=== Study material ===
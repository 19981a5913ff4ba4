//! 推送通道错误模块
//!
//! - 传输层错误 `TransportError`（读写/关闭失败）
//! - 协议层错误 `ProtocolError`（帧格式错误、握手头错误）
//! - 通道错误 `ChannelError`（对外 API 统一返回类型）
//! - 关闭原因 `CloseReason`（所有致命错误最终汇入唯一的关闭流程）

use std::fmt;

/// 通道统一结果类型
pub type Result<T> = std::result::Result<T, ChannelError>;

/// 传输层错误
#[derive(Debug, Clone, PartialEq, Eq, thiserror::Error)]
pub enum TransportError {
    /// 连接已关闭（本端关闭或对端断开）
    #[error("transport closed")]
    Closed,
    /// 底层 I/O 失败
    #[error("transport i/o error: {0}")]
    Io(String),
    /// WebSocket 协议层失败
    #[error("websocket error: {0}")]
    WebSocket(String),
}

/// 协议层错误
#[derive(Debug, Clone, PartialEq, Eq, thiserror::Error)]
pub enum ProtocolError {
    /// 空帧
    #[error("empty frame")]
    EmptyFrame,
    /// 未知的包类型
    #[error("unknown packet type: {0}")]
    UnknownPacketType(String),
    /// 负载格式错误
    #[error("malformed payload: {0}")]
    MalformedPayload(String),
    /// 握手头解析失败
    #[error("wrong header: {0}")]
    WrongHeader(String),
}

/// 通道错误
#[derive(Debug, thiserror::Error)]
pub enum ChannelError {
    #[error(transparent)]
    Transport(#[from] TransportError),
    #[error(transparent)]
    Protocol(#[from] ProtocolError),
    /// 出站队列饱和
    #[error("outbound queue overflow (capacity {capacity})")]
    Overflow { capacity: usize },
    /// 通道已关闭
    #[error("channel closed")]
    Closed,
    /// 等待 ACK 回复超时
    #[error("ack {id} timed out")]
    AckTimeout { id: u32 },
    /// 待回复调用数量达到上限
    #[error("too many pending acks (limit {limit})")]
    AckTableFull { limit: usize },
    /// 负载序列化失败
    #[error("encode error: {0}")]
    Encode(#[from] serde_json::Error),
}

/// 通道关闭原因
///
/// 传输失败、协议违例、队列饱和以及外部显式关闭都会汇总为一个关闭原因，
/// 交给 [`crate::channel::Channel::close`] 处理。
#[derive(Debug, Clone, PartialEq, Eq)]
pub enum CloseReason {
    /// 传输层读写失败
    Transport(TransportError),
    /// 入站帧无法解码
    MalformedFrame(ProtocolError),
    /// 握手头解析失败
    WrongHeader(ProtocolError),
    /// 出站队列饱和
    Overflow { capacity: usize },
    /// 外部主动关闭
    Requested,
}

impl CloseReason {
    /// 稳定的原因标签（用于指标 label 与日志）
    pub fn label(&self) -> &'static str {
        match self {
            CloseReason::Transport(_) => "transport",
            CloseReason::MalformedFrame(_) => "malformed_frame",
            CloseReason::WrongHeader(_) => "wrong_header",
            CloseReason::Overflow { .. } => "overflow",
            CloseReason::Requested => "requested",
        }
    }
}

impl fmt::Display for CloseReason {
    fn fmt(&self, f: &mut fmt::Formatter<'_>) -> fmt::Result {
        match self {
            CloseReason::Transport(err) => write!(f, "transport failure: {err}"),
            CloseReason::MalformedFrame(err) => write!(f, "malformed frame: {err}"),
            CloseReason::WrongHeader(err) => write!(f, "{err}"),
            CloseReason::Overflow { capacity } => {
                write!(f, "outbound queue overflow (capacity {capacity})")
            }
            CloseReason::Requested => f.write_str("close requested"),
        }
    }
}

impl From<TransportError> for CloseReason {
    fn from(err: TransportError) -> Self {
        CloseReason::Transport(err)
    }
}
===
Leaving no line out, return the data above verbatim.

repository 19981a5913ff4ba4
//! 推送通道错误模块
//!
//! - 传输层错误 `TransportError`（读写/关闭失败）
//! - 协议层错误 `ProtocolError`（帧格式错误、握手头错误）
//! - 通道错误 `ChannelError`（对外 API 统一返回类型）
//! - 关闭原因 `CloseReason`（所有致命错误最终汇入唯一的关闭流程）

use std::fmt;

/// 通道统一结果类型
pub type Result<T> = std::result::Result<T, ChannelError>;

/// 传输层错误
#[derive(Debug, Clone, PartialEq, Eq, thiserror::Error)]
pub enum TransportError {
    /// 连接已关闭（本端关闭或对端断开）
    #[error("transport closed")]
    Closed,
    /// 底层 I/O 失败
    #[error("transport i/o error: {0}")]
    Io(String),
    /// WebSocket 协议层失败
    #[error("websocket error: {0}")]
    WebSocket(String),
}

/// 协议层错误
#[derive(Debug, Clone, PartialEq, Eq, thiserror::Error)]
pub enum ProtocolError {
    /// 空帧
    #[error("empty frame")]
    EmptyFrame,
    /// 未知的包类型
    #[error("unknown packet type: {0}")]
    UnknownPacketType(String),
    /// 负载格式错误
    #[error("malformed payload: {0}")]
    MalformedPayload(String),
    /// 握手头解析失败
    #[error("wrong header: {0}")]
    WrongHeader(String),
}

/// 通道错误
#[derive(Debug, thiserror::Error)]
pub enum ChannelError {
    #[error(transparent)]
    Transport(#[from] TransportError),
    #[error(transparent)]
    Protocol(#[from] ProtocolError),
    /// 出站队列饱和
    #[error("outbound queue overflow (capacity {capacity})")]
    Overflow { capacity: usize },
    /// 通道已关闭
    #[error("channel closed")]
    Closed,
    /// 等待 ACK 回复超时
    #[error("ack {id} timed out")]
    AckTimeout { id: u32 },
    /// 待回复调用数量达到上限
    #[error("too many pending acks (limit {limit})")]
    AckTableFull { limit: usize },
    /// 负载序列化失败
    #[error("encode error: {0}")]
    Encode(#[from] serde_json::Error),
}

/// 通道关闭原因
///
/// 传输失败、协议违例、队列饱和以及外部显式关闭都会汇总为一个关闭原因，
/// 交给 [`crate::channel::Channel::close`] 处理。
#[derive(Debug, Clone, PartialEq, Eq)]
pub enum CloseReason {
    /// 传输层读写失败
    Transport(TransportError),
    /// 入站帧无法解码
    MalformedFrame(ProtocolError),
    /// 握手头解析失败
    WrongHeader(ProtocolError),
    /// 出站队列饱和
    Overflow { capacity: usize },
    /// 外部主动关闭
    Requested,
}

impl CloseReason {
    /// 稳定的原因标签（用于指标 label 与日志）
    pub fn label(&self) -> &'static str {
        match self {
            CloseReason::Transport(_) => "transport",
            CloseReason::MalformedFrame(_) => "malformed_frame",
            CloseReason::WrongHeader(_) => "wrong_header",
            CloseReason::Overflow { .. } => "overflow",
            CloseReason::Requested => "requested",
        }
    }
}

impl fmt::Display for CloseReason {
    fn fmt(&self, f: &mut fmt::Formatter<'_>) -> fmt::Result {
        match self {
            CloseReason::Transport(err) => write!(f, "transport failure: {err}"),
            CloseReason::MalformedFrame(err) => write!(f, "malformed frame: {err}"),
            CloseReason::WrongHeader(err) => write!(f, "{err}"),
            CloseReason::Overflow { capacity } => {
                write!(f, "outbound queue overflow (capacity {capacity})")
            }
            CloseReason::Requested => f.write_str("close requested"),
        }
    }
}

impl From<TransportError> for CloseReason {
    fn from(err: TransportError) -> Self {
        CloseReason::Transport(err)
    }
}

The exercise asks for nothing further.